EXTRACTED ENTRIES section start

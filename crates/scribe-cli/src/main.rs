use clap::Parser;

mod cli;
mod commands;
mod config;

fn main() -> anyhow::Result<()> {
    let _ = dotenvy::dotenv();
    let cli = cli::Cli::parse();
    commands::run_command(cli)
}
//! Completion provider configuration.

use serde::{Deserialize, Serialize};

/// OpenAI-compatible completion settings.
///
/// The API key is normally supplied through `OPENAI_API_KEY` rather than the
/// config file; see [`LlmConfig::apply_env`].
#[derive(Clone, Debug, PartialEq, Serialize, Deserialize)]
pub struct LlmConfig {
    /// API key. Never serialized back out.
    #[serde(default, skip_serializing)]
    pub api_key: Option<String>,

    /// Model identifier. Defaults to "gpt-4o-mini".
    #[serde(default = "default_model")]
    pub model: String,

    /// API root, without the `/chat/completions` suffix.
    #[serde(default = "default_base_url")]
    pub base_url: String,

    /// Sampling temperature. Defaults to 0.2.
    #[serde(default = "default_temperature")]
    pub temperature: f64,

    /// Maximum tokens in the response. Defaults to 1024.
    #[serde(default = "default_max_tokens")]
    pub max_tokens: usize,

    /// Per-request timeout in seconds. Defaults to 60.
    #[serde(default = "default_timeout_secs")]
    pub timeout_secs: u64,
}

impl Default for LlmConfig {
    fn default() -> Self {
        Self {
            api_key: None,
            model: default_model(),
            base_url: default_base_url(),
            temperature: default_temperature(),
            max_tokens: default_max_tokens(),
            timeout_secs: default_timeout_secs(),
        }
    }
}

impl LlmConfig {
    /// Overlay `OPENAI_API_KEY`, `OPENAI_MODEL` and `OPENAI_BASE_URL`.
    pub fn apply_env(&mut self) {
        self.apply_vars(|key| std::env::var(key).ok());
    }

    fn apply_vars(&mut self, lookup: impl Fn(&str) -> Option<String>) {
        if let Some(key) = lookup("OPENAI_API_KEY").filter(|v| !v.is_empty()) {
            self.api_key = Some(key);
        }
        if let Some(model) = lookup("OPENAI_MODEL").filter(|v| !v.is_empty()) {
            self.model = model;
        }
        if let Some(url) = lookup("OPENAI_BASE_URL").filter(|v| !v.is_empty()) {
            self.base_url = url;
        }
    }
}

fn default_model() -> String {
    "gpt-4o-mini".into()
}

fn default_base_url() -> String {
    "https://api.openai.com/v1".into()
}

fn default_temperature() -> f64 {
    0.2
}

fn default_max_tokens() -> usize {
    1024
}

fn default_timeout_secs() -> u64 {
    60
}

#[cfg(test)]
mod tests {
    use super::*;
    use std::collections::HashMap;

    #[test]
    fn defaults() {
        let c = LlmConfig::default();
        assert!(c.api_key.is_none());
        assert_eq!(c.model, "gpt-4o-mini");
        assert_eq!(c.base_url, "https://api.openai.com/v1");
        assert_eq!(c.max_tokens, 1024);
        assert_eq!(c.timeout_secs, 60);
    }

    #[test]
    fn env_overrides_file_values() {
        let vars: HashMap<&str, &str> = [
            ("OPENAI_API_KEY", "sk-test"),
            ("OPENAI_MODEL", "gpt-4o"),
            ("OPENAI_BASE_URL", ""),
        ]
        .into_iter()
        .collect();

        let mut c = LlmConfig::default();
        c.apply_vars(|k| vars.get(k).map(|v| v.to_string()));
        assert_eq!(c.api_key.as_deref(), Some("sk-test"));
        assert_eq!(c.model, "gpt-4o");
        // Empty values are ignored.
        assert_eq!(c.base_url, "https://api.openai.com/v1");
    }

    #[test]
    fn api_key_is_not_serialized() {
        let c = LlmConfig {
            api_key: Some("secret".into()),
            ..LlmConfig::default()
        };
        let json = serde_json::to_string(&c).unwrap();
        assert!(!json.contains("secret"));
    }
}
use std::net::SocketAddr;

use serde::{Deserialize, Serialize};

#[derive(Clone, Debug, PartialEq, Serialize, Deserialize)]
pub struct ServerConfig {
    #[serde(default = "default_bind_addr")]
    pub bind_addr: SocketAddr,
    /// Attach a permissive CORS layer.
    #[serde(default)]
    pub allow_cors: bool,
}

impl Default for ServerConfig {
    fn default() -> Self {
        Self {
            bind_addr: default_bind_addr(),
            allow_cors: false,
        }
    }
}

fn default_bind_addr() -> SocketAddr {
    SocketAddr::from(([127, 0, 0, 1], 8000))
}
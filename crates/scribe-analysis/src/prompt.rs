//! Prompt templates for transcript analysis.

/// System instruction sent with every analysis.
pub const SYSTEM_PROMPT: &str = "You are an assistant that analyzes conversation transcripts. \
Read the transcript and respond with a JSON object containing a concise `summary` of what was \
discussed and a list of concrete `next_actions`, ordered by priority. Respond with JSON only.";

/// User instruction template; `{transcript}` is replaced with the input.
pub const USER_PROMPT_TEMPLATE: &str = "Analyze the following transcript.\n\n\
Transcript:\n\"\"\"\n{transcript}\n\"\"\"";

/// Embed a transcript into the user instruction.
pub fn render_user_prompt(transcript: &str) -> String {
    USER_PROMPT_TEMPLATE.replace("{transcript}", transcript)
}
use scribe_analysis::AnalysisService;

/// Shared state handed to every handler.
#[derive(Clone, Debug)]
pub struct AppState {
    pub service: AnalysisService,
}

impl AppState {
    pub fn new(service: AnalysisService) -> Self {
        Self { service }
    }
}
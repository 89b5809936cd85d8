use serde::{Deserialize, Serialize};
use serde_json::{json, Value};

use scribe_types::TranscriptAnalysis;

/// Description of the JSON document a completion must produce.
#[derive(Clone, Debug, PartialEq, Serialize, Deserialize)]
pub struct SchemaDescriptor {
    /// Short identifier sent to the provider (`[a-zA-Z0-9_-]`).
    pub name: String,
    /// JSON Schema of the expected document.
    pub schema: Value,
}

impl SchemaDescriptor {
    pub fn new(name: impl Into<String>, schema: Value) -> Self {
        Self {
            name: name.into(),
            schema,
        }
    }
}

/// A result type that can be requested from a completion backend.
pub trait AnalysisShape {
    fn schema() -> SchemaDescriptor;
}

impl AnalysisShape for TranscriptAnalysis {
    fn schema() -> SchemaDescriptor {
        SchemaDescriptor::new(
            "transcript_analysis",
            json!({
                "type": "object",
                "properties": {
                    "summary": { "type": "string" },
                    "next_actions": {
                        "type": "array",
                        "items": { "type": "string" }
                    }
                },
                "required": ["summary", "next_actions"],
                "additionalProperties": false
            }),
        )
    }
}

#[cfg(test)]
mod tests {
    use super::*;

    #[test]
    fn transcript_schema_requires_both_fields() {
        let shape = TranscriptAnalysis::schema();
        assert_eq!(shape.name, "transcript_analysis");
        assert_eq!(shape.schema["required"], json!(["summary", "next_actions"]));
        assert_eq!(shape.schema["properties"]["next_actions"]["type"], "array");
    }
}
use axum::routing::{get, post};
use axum::Router;
use tower_http::cors::CorsLayer;
use tower_http::trace::TraceLayer;

use crate::config::ServerConfig;
use crate::handler;
use crate::state::AppState;

/// Build the axum router with all Scribe endpoints.
pub fn build_router(state: AppState, config: &ServerConfig) -> Router {
    let transcripts = Router::new()
        .route("/analyze", get(handler::analyze_handler))
        .route("/analysis/:id", get(handler::get_analysis_handler))
        .route("/analyze/batch", post(handler::batch_handler))
        .route("/analyze/batch/report", post(handler::batch_report_handler));

    let router = Router::new()
        .route("/v1/health", get(handler::health_handler))
        .route("/v1/info", get(handler::info_handler))
        .nest("/transcripts", transcripts)
        .with_state(state)
        .layer(TraceLayer::new_for_http());

    if config.allow_cors {
        router.layer(CorsLayer::permissive())
    } else {
        router
    }
}
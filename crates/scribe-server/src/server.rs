use tokio::net::TcpListener;

use crate::config::ServerConfig;
use crate::error::ServerResult;
use crate::router::build_router;
use crate::state::AppState;

/// Scribe HTTP server.
pub struct ScribeServer {
    config: ServerConfig,
    state: AppState,
}

impl ScribeServer {
    pub fn new(config: ServerConfig, state: AppState) -> Self {
        Self { config, state }
    }

    pub fn config(&self) -> &ServerConfig {
        &self.config
    }

    /// Build the router (useful for testing).
    pub fn router(&self) -> axum::Router {
        build_router(self.state.clone(), &self.config)
    }

    /// Serve requests until ctrl-c.
    pub async fn serve(self) -> ServerResult<()> {
        let app = self.router();
        let listener = TcpListener::bind(&self.config.bind_addr).await?;
        tracing::info!("Scribe server listening on {}", self.config.bind_addr);
        axum::serve(listener, app)
            .with_graceful_shutdown(shutdown_signal())
            .await?;
        tracing::info!("Scribe server stopped");
        Ok(())
    }
}

async fn shutdown_signal() {
    if let Err(e) = tokio::signal::ctrl_c().await {
        tracing::warn!(error = %e, "failed to listen for ctrl-c");
        std::future::pending::<()>().await;
    }
    tracing::info!("shutdown signal received");
}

EXTRACTED ENTRIES section end

ABOUT THIS EXERCISE |
Find every line above that contains the word "AnalysisShape", and return each one.

SOLUTION TO THE PROBLEM |
pub trait AnalysisShape {
impl AnalysisShape for TranscriptAnalysis {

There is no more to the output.